Saved entries

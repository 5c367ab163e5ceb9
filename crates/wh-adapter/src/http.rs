// SPDX-License-Identifier: MIT OR Apache-2.0
//! `reqwest`-backed [`VendorAdapter`] implementation.

use crate::VendorAdapter;
use async_trait::async_trait;
use reqwest::{Client, Method};
use std::time::Duration;
use tracing::warn;
use wh_core::{DeliveryResult, HttpMethod, Notification};

/// Transport-level configuration shared by every [`GenericHttpAdapter`]
/// built from the same client.
#[derive(Debug, Clone, Copy)]
pub struct HttpConfig {
    /// Per-request timeout, covering connect + body read.
    pub timeout: Duration,
}

impl Default for HttpConfig {
    fn default() -> Self {
        Self {
            timeout: Duration::from_secs(30),
        }
    }
}

/// Delivers notifications over plain HTTP(S) using a shared, connection
/// pooled [`reqwest::Client`].
#[derive(Debug, Clone)]
pub struct GenericHttpAdapter {
    name: String,
    client: Client,
}

impl GenericHttpAdapter {
    /// Build an adapter registered under `name`, constructing its own
    /// client configured with `config.timeout`.
    pub fn new(name: impl Into<String>, config: HttpConfig) -> Self {
        let client = Client::builder()
            .timeout(config.timeout)
            .build()
            .unwrap_or_else(|_| Client::new());
        Self {
            name: name.into(),
            client,
        }
    }

    /// Build an adapter reusing an already-constructed client, so multiple
    /// vendor adapters can share one connection pool.
    pub fn with_client(name: impl Into<String>, client: Client) -> Self {
        Self {
            name: name.into(),
            client,
        }
    }
}

fn method_for(method: HttpMethod) -> Method {
    match method {
        HttpMethod::Get => Method::GET,
        HttpMethod::Post => Method::POST,
        HttpMethod::Put => Method::PUT,
        HttpMethod::Patch => Method::PATCH,
        HttpMethod::Delete => Method::DELETE,
    }
}

#[async_trait]
impl VendorAdapter for GenericHttpAdapter {
    fn vendor_name(&self) -> &str {
        &self.name
    }

    async fn deliver(&self, notification: &Notification) -> DeliveryResult {
        let mut builder = self
            .client
            .request(method_for(notification.http_method), &notification.target_url);

        for (key, value) in &notification.headers {
            builder = builder.header(key, value);
        }

        if let Some(body) = &notification.body {
            builder = builder.body(body.clone());
        }

        let response = match builder.send().await {
            Ok(resp) => resp,
            Err(err) => {
                warn!(
                    notification_id = %notification.id,
                    error = %err,
                    "vendor delivery attempt failed before a response was received"
                );
                return DeliveryResult::connection_failure(err.to_string());
            }
        };

        let status = response.status().as_u16();
        // Always drain the body, on every path, so the connection returns to
        // the pool instead of being dropped mid-stream.
        let body_text = match response.text().await {
            Ok(text) => Some(text),
            Err(err) => {
                warn!(
                    notification_id = %notification.id,
                    error = %err,
                    "failed to read vendor response body"
                );
                None
            }
        };

        if (200..300).contains(&status) {
            DeliveryResult::success(status, body_text)
        } else {
            let message = format!("vendor responded with status {status}");
            DeliveryResult::failure(status, body_text, message)
        }
    }

    fn is_retryable(&self, status_code: u16, _body: Option<&str>) -> bool {
        status_code == 0 || status_code == 429 || status_code >= 500
    }
}
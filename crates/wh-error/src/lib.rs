//! Unified error taxonomy for the webhook relay service.
//!
//! Every fallible operation across the workspace resolves to a
//! [`ServiceError`] carrying a stable machine-readable `code()` plus a
//! human-readable message, so the HTTP layer can map it to a status code
//! without re-deriving the mapping at each call site.

#![deny(unsafe_code)]
#![warn(missing_docs)]

use std::fmt;
use uuid::Uuid;

/// Errors surfaced by the notification store.
#[derive(Debug, thiserror::Error)]
pub enum StoreError {
    /// An idempotency key collided with an existing, different record during
    /// a non-atomic read-then-write path. Callers should retry the lookup.
    #[error("idempotency key conflict")]
    IdempotencyConflict,
    /// The requested record does not exist.
    #[error("notification {0} not found")]
    NotFound(Uuid),
    /// The underlying storage medium failed (I/O, serialization, etc).
    #[error("store backend failure: {0}")]
    Backend(String),
}

/// Errors surfaced by the queue broker client.
#[derive(Debug, thiserror::Error)]
pub enum BrokerError {
    /// The broker's internal channel is closed (no consumers registered, or
    /// the broker has been shut down).
    #[error("broker channel closed")]
    ChannelClosed,
    /// The underlying transport failed to accept the message.
    #[error("broker backend failure: {0}")]
    Backend(String),
}

/// Errors surfaced by the notification service (the API-facing layer).
#[derive(Debug, thiserror::Error)]
pub enum ServiceError {
    /// A caller-supplied request failed validation.
    #[error("{0}")]
    Validation(String),
    /// The requested notification does not exist.
    #[error("notification {id} not found")]
    NotFound {
        /// The id that was looked up.
        id: Uuid,
    },
    /// The requested transition is not valid from the record's current state.
    #[error("cannot {action} notification {id}: expected status {expected}, found {actual}")]
    StateConflict {
        /// The id of the record.
        id: Uuid,
        /// The operation that was attempted (e.g. `"retry"`, `"cancel"`).
        action: &'static str,
        /// The status the operation required.
        expected: &'static str,
        /// The status the record actually had.
        actual: String,
    },
    /// The store failed.
    #[error("store failure: {0}")]
    Store(#[from] StoreError),
    /// The broker failed.
    #[error("broker failure: {0}")]
    Broker(#[from] BrokerError),
}

impl ServiceError {
    /// Stable, machine-readable error code for the `{status, error, message}`
    /// envelope required by the HTTP API.
    pub fn code(&self) -> &'static str {
        match self {
            Self::Validation(_) => "validation_error",
            Self::NotFound { .. } => "not_found",
            Self::StateConflict { .. } => "state_conflict",
            Self::Store(_) => "store_failure",
            Self::Broker(_) => "broker_failure",
        }
    }

    /// The HTTP status code this error maps to.
    pub fn status_code(&self) -> u16 {
        match self {
            Self::Validation(_) => 400,
            Self::NotFound { .. } => 404,
            Self::StateConflict { .. } => 409,
            Self::Store(_) | Self::Broker(_) => 500,
        }
    }
}

/// Non-2xx / transport classification for a single delivery attempt.
///
/// This is not a [`std::error::Error`] impl on purpose: a failed delivery
/// attempt is expected, ordinary output of a delivery-result classification,
/// not an exceptional control-flow path — it is recorded, not propagated.
#[derive(Debug, Clone, Copy, PartialEq, Eq)]
pub enum AttemptOutcome {
    /// 2xx response.
    Success,
    /// Transport-level failure (timeout, connection refused, DNS, TLS).
    TransportFailure,
    /// 429 Too Many Requests.
    RateLimited,
    /// 5xx response.
    VendorServerError,
    /// Any other non-2xx response (terminal).
    VendorClientError,
}

impl AttemptOutcome {
    /// Classify a status code (0 = transport failure) per the adapter
    /// contract: `0`, `429`, and `>= 500` are retryable; everything else is
    /// terminal.
    pub fn classify(status_code: u16) -> Self {
        match status_code {
            0 => Self::TransportFailure,
            200..=299 => Self::Success,
            429 => Self::RateLimited,
            500..=599 => Self::VendorServerError,
            _ => Self::VendorClientError,
        }
    }

    /// `true` for outcomes another attempt might resolve.
    pub fn is_retryable(&self) -> bool {
        matches!(
            self,
            Self::TransportFailure | Self::RateLimited | Self::VendorServerError
        )
    }
}

impl fmt::Display for AttemptOutcome {
    fn fmt(&self, f: &mut fmt::Formatter<'_>) -> fmt::Result {
        let s = match self {
            Self::Success => "success",
            Self::TransportFailure => "transport_failure",
            Self::RateLimited => "rate_limited",
            Self::VendorServerError => "vendor_server_error",
            Self::VendorClientError => "vendor_client_error",
        };
        f.write_str(s)
    }
}

#[cfg(test)]
mod tests {
    use super::*;

    #[test]
    fn classify_transport_failure() {
        assert_eq!(AttemptOutcome::classify(0), AttemptOutcome::TransportFailure);
    }

    #[test]
    fn classify_success_range() {
        assert_eq!(AttemptOutcome::classify(200), AttemptOutcome::Success);
        assert_eq!(AttemptOutcome::classify(299), AttemptOutcome::Success);
    }

    #[test]
    fn classify_rate_limited() {
        assert_eq!(AttemptOutcome::classify(429), AttemptOutcome::RateLimited);
    }

    #[test]
    fn classify_server_error_range() {
        assert_eq!(
            AttemptOutcome::classify(500),
            AttemptOutcome::VendorServerError
        );
        assert_eq!(
            AttemptOutcome::classify(599),
            AttemptOutcome::VendorServerError
        );
    }

    #[test]
    fn classify_client_error_is_terminal() {
        assert_eq!(
            AttemptOutcome::classify(400),
            AttemptOutcome::VendorClientError
        );
        assert!(!AttemptOutcome::classify(400).is_retryable());
        assert!(!AttemptOutcome::classify(404).is_retryable());
    }

    #[test]
    fn retryable_outcomes() {
        assert!(AttemptOutcome::classify(0).is_retryable());
        assert!(AttemptOutcome::classify(429).is_retryable());
        assert!(AttemptOutcome::classify(503).is_retryable());
    }

    #[test]
    fn success_is_never_asked_to_retry_in_practice_but_is_not_retryable() {
        assert!(!AttemptOutcome::classify(200).is_retryable());
    }

    #[test]
    fn service_error_status_codes() {
        assert_eq!(ServiceError::Validation("bad".into()).status_code(), 400);
        assert_eq!(
            ServiceError::NotFound { id: Uuid::nil() }.status_code(),
            404
        );
        assert_eq!(
            ServiceError::StateConflict {
                id: Uuid::nil(),
                action: "retry",
                expected: "failed",
                actual: "pending".into(),
            }
            .status_code(),
            409
        );
        assert_eq!(
            ServiceError::Store(StoreError::Backend("disk full".into())).status_code(),
            500
        );
    }

    #[test]
    fn service_error_codes_are_stable() {
        assert_eq!(ServiceError::Validation("x".into()).code(), "validation_error");
        assert_eq!(ServiceError::NotFound { id: Uuid::nil() }.code(), "not_found");
        assert_eq!(
            ServiceError::StateConflict {
                id: Uuid::nil(),
                action: "cancel",
                expected: "pending",
                actual: "failed".into(),
            }
            .code(),
            "state_conflict"
        );
    }

    #[test]
    fn store_error_converts_into_service_error() {
        let err: ServiceError = StoreError::NotFound(Uuid::nil()).into();
        assert!(matches!(err, ServiceError::Store(StoreError::NotFound(_))));
    }
}
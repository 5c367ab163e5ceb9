// SPDX-License-Identifier: MIT OR Apache-2.0
#![deny(unsafe_code)]
#![warn(missing_docs)]
//! wh-daemon
//!
//! Wires the whole webhook relay pipeline together: the HTTP API (§6), the
//! delivery worker pool (§4.7), and the sweeper safety net (§4.8), over a
//! shared store/broker/registry/service built at startup.

/// HTTP API routes and error envelope.
pub mod api;
/// CLI configuration.
pub mod config;

pub use api::ApiError;
pub use config::Args;

use std::sync::Arc;
use tower_http::trace::TraceLayer;
use wh_service::NotificationService;

/// Shared application state handed to every Axum handler.
pub struct AppState {
    /// The transactional facade every handler calls through.
    pub service: Arc<NotificationService>,
}

/// Build the Axum router for the notification API, instrumented with
/// `tower_http`'s request/response tracing layer.
pub fn build_app(state: Arc<AppState>) -> axum::Router {
    api::router()
        .layer(TraceLayer::new_for_http())
        .with_state(state)
}
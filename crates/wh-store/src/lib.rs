// SPDX-License-Identifier: MIT OR Apache-2.0
#![deny(unsafe_code)]
#![warn(missing_docs)]
//! wh-store
//!
//! The [`NotificationStore`] trait and an in-process, lock-backed
//! implementation ([`InMemoryNotificationStore`]) carrying the three
//! indexes the query surface needs: `{status, vendor_name}`,
//! `{status, next_retry_at}`, and a sparse unique idempotency-key index.

mod memory;
mod snapshot;

pub use memory::InMemoryNotificationStore;
pub use snapshot::{load_from, snapshot_to, SnapshotError};

use async_trait::async_trait;
use chrono::{DateTime, Utc};
use uuid::Uuid;
use wh_core::{Notification, NotificationStatus};
use wh_error::StoreError;

/// A closure applied to a notification inside an atomic
/// [`NotificationStore::transition`] call.
pub type NotificationMutator = Box<dyn FnOnce(&mut Notification) + Send>;

/// The system of record for notifications: every query the service and
/// worker need, backed by whatever storage the deployment chooses.
#[async_trait]
pub trait NotificationStore: Send + Sync {
    /// Insert or update `notification`.
    ///
    /// A notification with `id == Uuid::nil()` is treated as new: the store
    /// assigns a fresh id and enforces idempotency-key uniqueness. A
    /// notification with a real id is treated as an update, and its
    /// `attempts` must extend (never shrink or rewrite) the previously
    /// stored attempts.
    async fn save(&self, notification: Notification) -> Result<Notification, StoreError>;

    /// Atomically mutate the record at `id`, but only if its current status
    /// is still `expected_status`.
    ///
    /// This is the CAS primitive every status-precondition write in the
    /// service and worker goes through (§5: "a delivery outcome updates the
    /// record only if current status is still PENDING"). Returns `Ok(None)`
    /// without calling `mutate` when the precondition no longer holds —
    /// e.g. a cancellation raced ahead of an in-flight delivery.
    async fn transition(
        &self,
        id: Uuid,
        expected_status: NotificationStatus,
        mutate: NotificationMutator,
    ) -> Result<Option<Notification>, StoreError>;

    /// Look up a notification by id.
    async fn find_by_id(&self, id: Uuid) -> Result<Option<Notification>, StoreError>;

    /// Look up a notification by its caller-supplied idempotency key.
    async fn find_by_idempotency_key(
        &self,
        idempotency_key: &str,
    ) -> Result<Option<Notification>, StoreError>;

    /// All notifications currently in `status`.
    async fn find_by_status(
        &self,
        status: NotificationStatus,
    ) -> Result<Vec<Notification>, StoreError>;

    /// All notifications for `vendor_name` currently in `status`.
    async fn find_by_vendor_and_status(
        &self,
        vendor_name: &str,
        status: NotificationStatus,
    ) -> Result<Vec<Notification>, StoreError>;

    /// Count of notifications currently in `status`.
    async fn count_by_status(&self, status: NotificationStatus) -> Result<u64, StoreError>;

    /// Count of notifications for `vendor_name` currently in `status`.
    async fn count_by_vendor_and_status(
        &self,
        vendor_name: &str,
        status: NotificationStatus,
    ) -> Result<u64, StoreError>;

    /// `Pending` notifications with `next_retry_at` set and not later than
    /// `before` — the sweeper's "due for retry" scan.
    async fn find_due_for_retry(
        &self,
        before: DateTime<Utc>,
    ) -> Result<Vec<Notification>, StoreError>;
}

● Action item: Starting at the line that contains "caller-supplied idempotency key.", copy each line through the last one in the records, exactly, and output nothing else.

● Solution to this task:
    /// Look up a notification by its caller-supplied idempotency key.
    async fn find_by_idempotency_key(
        &self,
        idempotency_key: &str,
    ) -> Result<Option<Notification>, StoreError>;

    /// All notifications currently in `status`.
    async fn find_by_status(
        &self,
        status: NotificationStatus,
    ) -> Result<Vec<Notification>, StoreError>;

    /// All notifications for `vendor_name` currently in `status`.
    async fn find_by_vendor_and_status(
        &self,
        vendor_name: &str,
        status: NotificationStatus,
    ) -> Result<Vec<Notification>, StoreError>;

    /// Count of notifications currently in `status`.
    async fn count_by_status(&self, status: NotificationStatus) -> Result<u64, StoreError>;

    /// Count of notifications for `vendor_name` currently in `status`.
    async fn count_by_vendor_and_status(
        &self,
        vendor_name: &str,
        status: NotificationStatus,
    ) -> Result<u64, StoreError>;

    /// `Pending` notifications with `next_retry_at` set and not later than
    /// `before` — the sweeper's "due for retry" scan.
    async fn find_due_for_retry(
        &self,
        before: DateTime<Utc>,
    ) -> Result<Vec<Notification>, StoreError>;
}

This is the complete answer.